Konuşmasında seçime dair stratejik mesajlar da veren Erhürman, halkın artık değişim talep ettiğini, ancak hiçbir şekilde rehavete kapılmadan hareket edilmesi gerektiğini belirtti:
“Sokaklarda gözümüzün içine bakan insanlar var. ‘Bizi yalnız bırakmayın, artık bu gidişata dur deyin’ diyorlar. Artık bu mücadele sadece CTP’nin ya da belli bir kesimin değil; bu ülkeye inanan herkesin mücadelesidir. Rehavete yer yok, sandık günü kadar aktif olacağız.”

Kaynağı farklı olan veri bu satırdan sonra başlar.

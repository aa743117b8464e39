//! Post-reconciliation invariant checks over a [`SimulatedAclTree`].

use std::collections::BTreeMap;
use std::fmt;

use grantsync_core::GrantSnapshot;
use grantsync_types::{Effect, NodeId, Principal, Rights};
use serde::Serialize;

use crate::simulated::{SimulatedAclTree, StoredEntry};

#[derive(Debug, Clone, Copy, PartialEq, Eq, Serialize)]
#[serde(rename_all = "snake_case")]
pub enum Rule {
    /// More than one explicit allow, or deny, for a principal on a node.
    DuplicateEntry,
    /// Granted principal lacks its `ReadList` allow, or carries a deny.
    GrantNotApplied,
    /// Ungranted principal neither denied nor shielded from inherited allows.
    DenyNotApplied,
    /// An ancestor on the path to a granted node blocks the principal.
    TraversalBlocked,
    /// A principal holding only traversal on a node can still enumerate it
    /// through an allow inherited from a node it is granted on.
    ReadThroughTraversal,
    /// Content rights on a node the principal holds no grant on.
    ExcessRights,
    /// Principal granted somewhere lacks discovery on the root.
    RootNotAggregated,
}

#[derive(Debug, Clone, PartialEq, Eq, Serialize)]
pub struct Violation {
    pub rule: Rule,
    pub node_id: NodeId,
    pub principal: Principal,
    pub detail: String,
}

impl fmt::Display for Violation {
    fn fmt(&self, f: &mut fmt::Formatter<'_>) -> fmt::Result {
        write!(
            f,
            "{:?} node={} principal={}: {}",
            self.rule, self.node_id, self.principal, self.detail
        )
    }
}

fn explicit_for<'e>(
    entries: &'e [StoredEntry],
    principal: &Principal,
    effect: Effect,
) -> impl Iterator<Item = &'e StoredEntry> {
    let principal = principal.clone();
    entries
        .iter()
        .filter(move |entry| entry.effect == effect && entry.subject.user() == Some(&principal))
}

/// Every explicit entry on every node is unique per (principal, effect), and
/// content rights only sit where a grant exists.
#[must_use]
pub fn check_tree_wide(snapshot: &GrantSnapshot, sim: &SimulatedAclTree) -> Vec<Violation> {
    let mut violations = Vec::new();
    for node in sim.tree().iter() {
        let entries = sim.explicit_entries(node.id);
        let mut counts: BTreeMap<(&Principal, &str), usize> = BTreeMap::new();
        for entry in entries {
            if let Some(principal) = entry.subject.user() {
                *counts.entry((principal, entry.effect.as_str())).or_default() += 1;
            }
        }
        for ((principal, effect), count) in counts {
            if count > 1 {
                violations.push(Violation {
                    rule: Rule::DuplicateEntry,
                    node_id: node.id,
                    principal: principal.clone(),
                    detail: format!("{count} explicit {effect} entries"),
                });
            }
        }

        for entry in entries {
            let Some(principal) = entry.subject.user() else {
                continue;
            };
            if snapshot.roster.is_excluded(principal) || entry.effect != Effect::Allow {
                continue;
            }
            if !entry.rights.is_traversal_only() && !snapshot.grants.has_grant(node.id, principal) {
                violations.push(Violation {
                    rule: Rule::ExcessRights,
                    node_id: node.id,
                    principal: principal.clone(),
                    detail: format!("allow {} without a grant", entry.rights),
                });
            }
        }
    }
    violations
}

/// Invariants of every node in `reconciled`, plus the traversal path above
/// each of them.
#[must_use]
pub fn check_reconciled(
    snapshot: &GrantSnapshot,
    sim: &SimulatedAclTree,
    reconciled: &[NodeId],
) -> Vec<Violation> {
    let mut violations = check_tree_wide(snapshot, sim);
    let mut violation = |rule, node_id, principal: &Principal, detail: String| {
        violations.push(Violation {
            rule,
            node_id,
            principal: principal.clone(),
            detail,
        });
    };

    for &node_id in reconciled {
        let entries = sim.explicit_entries(node_id);
        for principal in snapshot.roster.known() {
            let allows: Vec<&StoredEntry> = explicit_for(entries, principal, Effect::Allow).collect();
            let has_deny = explicit_for(entries, principal, Effect::Deny).next().is_some();

            if snapshot.grants.has_grant(node_id, principal) {
                if has_deny || !allows.iter().any(|entry| entry.rights == Rights::ReadList) {
                    violation(
                        Rule::GrantNotApplied,
                        node_id,
                        principal,
                        format!("allows={allows:?} deny={has_deny}"),
                    );
                }
                continue;
            }

            if snapshot
                .grants
                .holds_grant_below(&snapshot.tree, node_id, principal)
            {
                if has_deny || !allows.iter().any(|entry| entry.rights.is_traversal_only()) {
                    violation(
                        Rule::TraversalBlocked,
                        node_id,
                        principal,
                        format!("granted below but allows={allows:?} deny={has_deny}"),
                    );
                }
                let inherited_read = sim.listing(node_id).iter().any(|entry| {
                    !entry.is_explicit()
                        && entry.effect == Effect::Allow
                        && entry.applies_to(principal)
                        && entry.rights.covers_enumerate()
                });
                if !has_deny && inherited_read {
                    violation(
                        Rule::ReadThroughTraversal,
                        node_id,
                        principal,
                        "inherited allow enumerates a traversal-only node".to_owned(),
                    );
                }
                continue;
            }

            let inherited_allow = sim.listing(node_id).iter().any(|entry| {
                !entry.is_explicit() && entry.effect == Effect::Allow && entry.applies_to(principal)
            });
            if !has_deny && inherited_allow {
                violation(
                    Rule::DenyNotApplied,
                    node_id,
                    principal,
                    "inherited allow reaches an ungranted principal".to_owned(),
                );
            }
        }

        for (principal, _) in snapshot.grants.granted_on(node_id) {
            if snapshot.roster.is_excluded(principal) {
                continue;
            }
            for ancestor in snapshot.tree.ancestors(node_id) {
                if snapshot.grants.has_grant(ancestor, principal) {
                    break;
                }
                let entries = sim.explicit_entries(ancestor);
                let has_deny = explicit_for(entries, principal, Effect::Deny).next().is_some();
                let traversal = explicit_for(entries, principal, Effect::Allow)
                    .any(|entry| entry.rights.is_traversal_only());
                if has_deny || !traversal {
                    violation(
                        Rule::TraversalBlocked,
                        ancestor,
                        principal,
                        format!("on the way to node {node_id}: deny={has_deny} traversal={traversal}"),
                    );
                }
            }
        }
    }

    if let Some(root) = snapshot.tree.root() {
        for principal in snapshot.grants.principals_with_grants() {
            if snapshot.roster.is_excluded(&principal) || snapshot.grants.has_grant(root.id, &principal)
            {
                continue;
            }
            let granted_in_tree = reconciled
                .iter()
                .any(|node| snapshot.grants.has_grant(*node, &principal));
            let discovers = explicit_for(sim.explicit_entries(root.id), &principal, Effect::Allow)
                .any(|entry| entry.rights == Rights::Discover);
            if granted_in_tree && !discovers {
                violation(
                    Rule::RootNotAggregated,
                    root.id,
                    &principal,
                    "no discovery allow on the root".to_owned(),
                );
            }
        }
    }

    violations
}

#[cfg(test)]
mod tests {
    use super::*;
    use crate::scenario::ScenarioBuilder;

    #[test]
    fn duplicate_and_excess_entries_are_flagged() {
        let scenario = ScenarioBuilder::new()
            .folder("/")
            .folder("/Scans")
            .grant("/Scans", "bonzac", 1)
            .principal("valentin")
            .build();
        let snapshot = scenario.snapshot();
        let mut sim = scenario.simulated(&snapshot);
        let scans = scenario.id("/Scans");
        sim.seed(scans, StoredEntry::user("bonzac", Effect::Allow, Rights::ReadList));
        sim.seed(scans, StoredEntry::user("bonzac", Effect::Allow, Rights::ReadList));
        sim.seed(scans, StoredEntry::user("valentin", Effect::Allow, Rights::ReadList));

        let rules: Vec<Rule> = check_tree_wide(&snapshot, &sim)
            .into_iter()
            .map(|violation| violation.rule)
            .collect();
        assert_eq!(rules, vec![Rule::DuplicateEntry, Rule::ExcessRights]);
    }
}
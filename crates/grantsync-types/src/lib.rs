//! Domain model shared by the grantsync reconciler, auditor and adapters.
//!
//! Everything here is plain data: identifiers, permission levels, typed
//! access-control entries, and the two per-run indexes (`TreeIndex`,
//! `GrantTable`) that the engine threads through its calls.

mod entry;
mod grants;
mod ids;
mod level;
mod tree;

pub use entry::{AccessEntry, ActualAccess, Classification, Effect, Rights, Subject};
pub use grants::{GrantTable, PrincipalRoster, DEFAULT_EXCLUDED_PRINCIPALS};
pub use ids::{NodeId, Principal};
pub use level::PermissionLevel;
pub use tree::{Node, NodeRecord, TreeIndex};
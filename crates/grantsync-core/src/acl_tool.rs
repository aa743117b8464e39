//! [`AclGateway`] over a Synology-style ACL command line tool.
//!
//! The tool speaks text: `-get <path>` prints one line per entry,
//! `-add <path> <ace>` appends an entry and `-del <path> <index>` removes one.
//! Text is decoded into typed [`AccessEntry`] values here and nowhere else.

use std::path::{Path, PathBuf};
use std::process::Command;
use std::sync::LazyLock;

use grantsync_error::{Result, SyncError};
use grantsync_types::{AccessEntry, Effect, Node, Principal, Rights, Subject};
use regex::Regex;
use tracing::debug;

use crate::gateway::AclGateway;

/// Default tool binary.
pub const DEFAULT_ACL_TOOL: &str = "synoacltool";

/// Permission/inheritance strings for each right the reconciler writes.
pub const TRAVERSE_SPEC: (&str, &str) = ("--x----------", "----");
pub const DISCOVER_SPEC: (&str, &str) = ("r-x---a-R-c--", "----");
pub const READ_LIST_SPEC: (&str, &str) = ("r-x---a-R-c--", "fd--");
pub const FULL_SPEC: (&str, &str) = ("rwxpdDaARWcCo", "fd--");

static ENTRY_LINE: LazyLock<Regex> = LazyLock::new(|| {
    Regex::new(r"^\s*\[(\d+)\]\s+(.+?)\s+\(level:(\d+)\)\s*$").expect("entry line regex is valid")
});

/// Permission and inheritance strings for `rights`.
#[must_use]
pub fn rights_spec(rights: &Rights) -> (&str, &str) {
    match rights {
        Rights::Traverse => TRAVERSE_SPEC,
        Rights::Discover => DISCOVER_SPEC,
        Rights::ReadList => READ_LIST_SPEC,
        Rights::Full => FULL_SPEC,
        Rights::Custom { perms, inherit } => (perms.as_str(), inherit.as_str()),
    }
}

/// Inverse of [`rights_spec`]; unknown combinations are kept verbatim.
#[must_use]
pub fn parse_rights(perms: &str, inherit: &str) -> Rights {
    match (perms, inherit) {
        spec if spec == TRAVERSE_SPEC => Rights::Traverse,
        spec if spec == DISCOVER_SPEC => Rights::Discover,
        spec if spec == READ_LIST_SPEC => Rights::ReadList,
        spec if spec == FULL_SPEC => Rights::Full,
        _ => Rights::Custom {
            perms: perms.to_owned(),
            inherit: inherit.to_owned(),
        },
    }
}

/// Render the ACE argument for `-add`.
#[must_use]
pub fn format_ace(principal: &Principal, effect: Effect, rights: &Rights) -> String {
    let (perms, inherit) = rights_spec(rights);
    format!("user:{principal}:{effect}:{perms}:{inherit}")
}

/// Parse one ACE, e.g. `user:bonzac:allow:r-x---a-R-c--:fd--`.
pub fn parse_ace(position: usize, level: u32, ace: &str) -> Result<AccessEntry> {
    let parse_error = |detail: &str| SyncError::AclParse {
        line: ace.to_owned(),
        detail: detail.to_owned(),
    };

    let (kind, rest) = ace
        .split_once(':')
        .ok_or_else(|| parse_error("missing subject kind"))?;
    let mut tail = rest.rsplitn(4, ':');
    let inherit = tail.next().ok_or_else(|| parse_error("missing inheritance"))?;
    let perms = tail.next().ok_or_else(|| parse_error("missing permissions"))?;
    let effect = tail.next().ok_or_else(|| parse_error("missing effect"))?;
    let name = tail.next().ok_or_else(|| parse_error("missing subject name"))?;

    let subject = match kind {
        "user" if !name.is_empty() => Subject::User(Principal::from(name)),
        "group" => Subject::Group(name.to_owned()),
        "everyone" => Subject::Everyone,
        "owner" => Subject::Owner,
        _ => return Err(parse_error("unknown subject")),
    };
    let effect = match effect {
        "allow" => Effect::Allow,
        "deny" => Effect::Deny,
        _ => return Err(parse_error("unknown effect")),
    };

    Ok(AccessEntry {
        position,
        subject,
        effect,
        rights: parse_rights(perms, inherit),
        level,
    })
}

/// Parse `-get` output. Header lines (version, owner, separators) are skipped.
pub fn parse_listing(output: &str) -> Result<Vec<AccessEntry>> {
    let mut entries = Vec::new();
    for line in output.lines() {
        let Some(captures) = ENTRY_LINE.captures(line) else {
            continue;
        };
        let position = captures[1].parse::<usize>().map_err(|err| SyncError::AclParse {
            line: line.to_owned(),
            detail: format!("bad index: {err}"),
        })?;
        let level = captures[3].parse::<u32>().map_err(|err| SyncError::AclParse {
            line: line.to_owned(),
            detail: format!("bad level: {err}"),
        })?;
        entries.push(parse_ace(position, level, &captures[2])?);
    }
    Ok(entries)
}

/// Gateway that shells out to the ACL tool for every call.
#[derive(Debug, Clone)]
pub struct ToolAclGateway {
    program: PathBuf,
}

impl ToolAclGateway {
    pub fn new(program: impl Into<PathBuf>) -> Self {
        Self {
            program: program.into(),
        }
    }

    fn run(&self, path: &Path, args: &[&str]) -> Result<String> {
        let output = Command::new(&self.program)
            .arg(args[0])
            .arg(path)
            .args(&args[1..])
            .output()
            .map_err(|err| {
                SyncError::acl_tool(path, format!("spawn {}: {err}", self.program.display()))
            })?;

        if !output.status.success() {
            let stderr = String::from_utf8_lossy(&output.stderr);
            return Err(SyncError::acl_tool(
                path,
                format!(
                    "{} {} exited with {}: {}",
                    self.program.display(),
                    args[0],
                    output.status,
                    stderr.trim()
                ),
            ));
        }
        Ok(String::from_utf8_lossy(&output.stdout).into_owned())
    }
}

impl Default for ToolAclGateway {
    fn default() -> Self {
        Self::new(DEFAULT_ACL_TOOL)
    }
}

impl AclGateway for ToolAclGateway {
    fn node_exists(&self, node: &Node) -> bool {
        node.physical_path.is_dir()
    }

    fn list_entries(&self, node: &Node) -> Result<Vec<AccessEntry>> {
        let stdout = self.run(&node.physical_path, &["-get"])?;
        parse_listing(&stdout)
    }

    fn add_entry(
        &mut self,
        node: &Node,
        principal: &Principal,
        effect: Effect,
        rights: &Rights,
    ) -> Result<()> {
        let ace = format_ace(principal, effect, rights);
        debug!(path = %node.physical_path.display(), ace = %ace, "acl add");
        self.run(&node.physical_path, &["-add", &ace]).map(|_| ())
    }

    fn delete_entry(&mut self, node: &Node, position: usize) -> Result<()> {
        let index = position.to_string();
        debug!(path = %node.physical_path.display(), position, "acl delete");
        self.run(&node.physical_path, &["-del", &index]).map(|_| ())
    }
}

#[cfg(test)]
mod tests {
    use super::*;

    const LISTING: &str = "\
ACL version: 1
Archive: has_ACL,is_support_ACL
Owner: [admin(user)]
---------------------
\t [0] user:bonzac:allow:r-x---a-R-c--:fd-- (level:0)
\t [1] user:valentin:deny:rwxpdDaARWcCo:fd-- (level:0)
\t [2] user:famille:allow:--x----------:---- (level:0)
\t [3] group:administrators:allow:rwxpdDaARWc--:fd-- (level:1)
\t [4] everyone::allow:r-x---a-R-c--:fd-- (level:2)
";

    #[test]
    fn listing_parses_into_typed_entries() {
        let entries = parse_listing(LISTING).unwrap();
        assert_eq!(entries.len(), 5);

        assert_eq!(entries[0].subject, Subject::User(Principal::from("bonzac")));
        assert_eq!(entries[0].effect, Effect::Allow);
        assert_eq!(entries[0].rights, Rights::ReadList);
        assert_eq!(entries[0].level, 0);

        assert_eq!(entries[1].effect, Effect::Deny);
        assert_eq!(entries[1].rights, Rights::Full);
        assert_eq!(entries[2].rights, Rights::Traverse);

        assert_eq!(entries[3].subject, Subject::Group("administrators".to_owned()));
        assert_eq!(entries[3].level, 1);
        assert!(matches!(entries[3].rights, Rights::Custom { .. }));

        assert_eq!(entries[4].subject, Subject::Everyone);
        assert_eq!(entries[4].position, 4);
        assert_eq!(entries[4].level, 2);
    }

    #[test]
    fn empty_listing_has_no_entries() {
        let entries = parse_listing("ACL version: 1\nArchive: is_support_ACL\n").unwrap();
        assert!(entries.is_empty());
    }

    #[test]
    fn malformed_entry_is_an_error() {
        let err = parse_listing("\t [0] user:bonzac:permit:r-x---a-R-c--:fd-- (level:0)\n")
            .unwrap_err();
        assert!(matches!(err, SyncError::AclParse { .. }));

        let err = parse_listing("\t [0] nonsense (level:0)\n").unwrap_err();
        assert!(matches!(err, SyncError::AclParse { .. }));
    }

    #[test]
    fn ace_format_matches_listing_format() {
        let principal = Principal::from("bonzac");
        for rights in [Rights::Traverse, Rights::Discover, Rights::ReadList, Rights::Full] {
            let ace = format_ace(&principal, Effect::Allow, &rights);
            let parsed = parse_ace(0, 0, &ace).unwrap();
            assert_eq!(parsed.rights, rights, "ace={ace}");
            assert_eq!(parsed.subject, Subject::User(principal.clone()));
        }
        assert_eq!(
            format_ace(&principal, Effect::Deny, &Rights::Full),
            "user:bonzac:deny:rwxpdDaARWcCo:fd--"
        );
    }

    #[test]
    fn missing_tool_binary_is_reported_not_panicked() {
        let gateway = ToolAclGateway::new("/nonexistent/grantsync-acl-tool");
        let node = Node {
            id: grantsync_types::NodeId(1),
            logical_path: "/".to_owned(),
            parent: None,
            physical_path: PathBuf::from("/tmp"),
        };
        let err = gateway.list_entries(&node).unwrap_err();
        assert!(matches!(err, SyncError::AclTool { .. }));
    }
}
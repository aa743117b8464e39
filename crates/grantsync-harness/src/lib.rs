//! Test harness for the grantsync engine.
//!
//! - [`MemoryGrantSource`]: in-memory datastore with the SQLite source's
//!   filtering rules
//! - [`SimulatedAclTree`]: inheritance-evaluating ACL tree acting as both
//!   gateway and probe, with fault injection and a call log
//! - [`invariants`]: post-run checks over a simulated tree
//! - [`ScenarioBuilder`]: trees declared by path

pub mod invariants;
pub mod memory_source;
pub mod scenario;
pub mod simulated;

pub use invariants::{Rule, Violation, check_reconciled, check_tree_wide};
pub use memory_source::MemoryGrantSource;
pub use scenario::{Scenario, ScenarioBuilder, photo_library};
pub use simulated::{FaultOp, GatewayCall, SimulatedAclTree, StoredEntry};
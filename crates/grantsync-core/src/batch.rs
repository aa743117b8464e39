//! Sequential driver over every granted node.

use grantsync_types::NodeId;
use tracing::{error, info, warn};

use crate::gateway::AclGateway;
use crate::reconcile::{NodeStats, ReconcilePolicy, Reconciler};
use crate::report::{NodeOutcome, NodeReport, RunMode, RunReport};
use crate::snapshot::GrantSnapshot;

/// Runs the reconciler node by node. A failing node never stops the batch.
pub struct BatchDriver<'a, G: AclGateway + ?Sized> {
    gateway: &'a mut G,
    snapshot: &'a GrantSnapshot,
    policy: ReconcilePolicy,
}

impl<'a, G: AclGateway + ?Sized> BatchDriver<'a, G> {
    pub fn new(gateway: &'a mut G, snapshot: &'a GrantSnapshot, policy: ReconcilePolicy) -> Self {
        Self {
            gateway,
            snapshot,
            policy,
        }
    }

    /// Reconcile every granted node, parents before children.
    pub fn run_all(&mut self) -> RunReport {
        let mut report = RunReport::new(RunMode::ReconcileAll);
        report.rejected_grants.clone_from(&self.snapshot.rejected);

        let order = self.snapshot.ordered_granted_nodes();
        info!(nodes = order.len(), "reconciling all granted nodes");
        for node_id in order {
            self.process(node_id, &mut report);
        }

        report.finish();
        let summary = report.summary();
        info!(
            reconciled = summary.reconciled,
            skipped = summary.skipped,
            failed = summary.failed,
            mutation_failures = summary.mutation_failures,
            "batch finished"
        );
        report
    }

    /// Reconcile a single node through the same pipeline.
    pub fn reconcile_one(&mut self, node_id: NodeId) -> RunReport {
        let mut report = RunReport::new(RunMode::ReconcileOne);
        report.rejected_grants = self
            .snapshot
            .rejected
            .iter()
            .filter(|rejected| rejected.node_id == node_id)
            .cloned()
            .collect();
        self.process(node_id, &mut report);
        report.finish();
        report
    }

    fn process(&mut self, node_id: NodeId, report: &mut RunReport) {
        let snapshot = self.snapshot;
        let path = snapshot
            .tree
            .node(node_id)
            .map(|node| node.logical_path.clone())
            .unwrap_or_default();

        let missing = snapshot
            .tree
            .node(node_id)
            .filter(|node| !self.gateway.node_exists(node));
        if let Some(node) = missing {
            warn!(
                node_id = %node_id,
                path = %path,
                physical = %node.physical_path.display(),
                "physical location missing, skipping node"
            );
            report.record_node(NodeReport {
                node_id,
                path,
                outcome: NodeOutcome::Skipped {
                    reason: format!("missing physical location {}", node.physical_path.display()),
                },
                removed: 0,
                added: 0,
                retrofitted: 0,
            });
            return;
        }

        let result =
            Reconciler::new(&mut *self.gateway, snapshot, self.policy).reconcile(node_id, report);
        let (outcome, stats) = match result {
            Ok(stats) => (NodeOutcome::Reconciled, stats),
            Err(err) => {
                error!(node_id = %node_id, path = %path, error = %err, "node reconciliation failed");
                (
                    NodeOutcome::Failed {
                        error: err.to_string(),
                    },
                    NodeStats::default(),
                )
            }
        };
        report.record_node(NodeReport {
            node_id,
            path,
            outcome,
            removed: stats.removed,
            added: stats.added,
            retrofitted: stats.retrofitted,
        });
    }
}
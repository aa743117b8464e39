use std::path::PathBuf;

use thiserror::Error;

/// Primary error type for grantsync operations.
///
/// Only [`SyncError::DatastoreUnavailable`] and [`SyncError::Config`] are
/// fatal for a run; everything else is caught by the reconciler or the batch
/// driver and recorded in the run report.
#[derive(Error, Debug)]
pub enum SyncError {
    // === Datastore Errors ===
    /// The grant datastore could not be opened or lacks the expected schema.
    #[error("grant datastore unavailable at '{path}': {detail}")]
    DatastoreUnavailable { path: PathBuf, detail: String },

    /// A query against the grant datastore failed.
    #[error("grant datastore query failed: {0}")]
    Datastore(#[from] rusqlite::Error),

    /// The node id is not present in the datastore or the tree index.
    #[error("unknown node id {node_id}")]
    UnknownNode { node_id: i64 },

    /// A stored grant uses a permission-level code outside the known set.
    #[error("unrecognized permission level {code} for '{principal}' on node {node_id}")]
    UnrecognizedLevel {
        node_id: i64,
        principal: String,
        code: i64,
    },

    // === Access-control Tool Errors ===
    /// The access-control tool exited unsuccessfully or could not be spawned.
    #[error("acl tool failed on '{path}': {detail}")]
    AclTool { path: PathBuf, detail: String },

    /// A line of access-control tool output could not be understood.
    #[error("unparseable acl entry '{line}': {detail}")]
    AclParse { line: String, detail: String },

    /// An access probe could not be executed.
    #[error("access probe failed for '{principal}' on '{path}': {detail}")]
    Probe {
        principal: String,
        path: PathBuf,
        detail: String,
    },

    // === Environment Errors ===
    /// Configuration file missing, unreadable or malformed.
    #[error("configuration error: {0}")]
    Config(String),

    /// File I/O error.
    #[error("I/O error: {0}")]
    Io(#[from] std::io::Error),

    /// Internal logic error.
    #[error("internal error: {0}")]
    Internal(String),
}

impl SyncError {
    /// Whether this error must abort the whole run instead of being recorded.
    pub const fn is_fatal(&self) -> bool {
        matches!(self, Self::DatastoreUnavailable { .. } | Self::Config(_))
    }

    pub fn acl_tool(path: impl Into<PathBuf>, detail: impl Into<String>) -> Self {
        Self::AclTool {
            path: path.into(),
            detail: detail.into(),
        }
    }

    pub fn internal(detail: impl Into<String>) -> Self {
        Self::Internal(detail.into())
    }
}

/// Result alias using [`SyncError`].
pub type Result<T> = std::result::Result<T, SyncError>;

“BİZ BU ÜLKEYİ TERK ETMEYECEĞİZ”
Erhürman, konuşmasının sonunda Kıbrıs Türk halkının kendi yurdunda varlık mücadelesi verdiğini hatırlatarak, topraklarına olan bağlılığını şu sözlerle dile getirdi:“Kim ne derse desin, bu ülkenin sahibi biziz. Beşparmak Dağları bizimdir, Girne Limanı bizimdir, Karpaz’daki zeytin ağacı da, Mağusa’daki kale de bizimdir. Biz bu ülkeyi terk etmeyeceğiz. Yaşayacağız, üreteceğiz ve birlikte yöneteceğiz. Bu yol halkın yoludur.”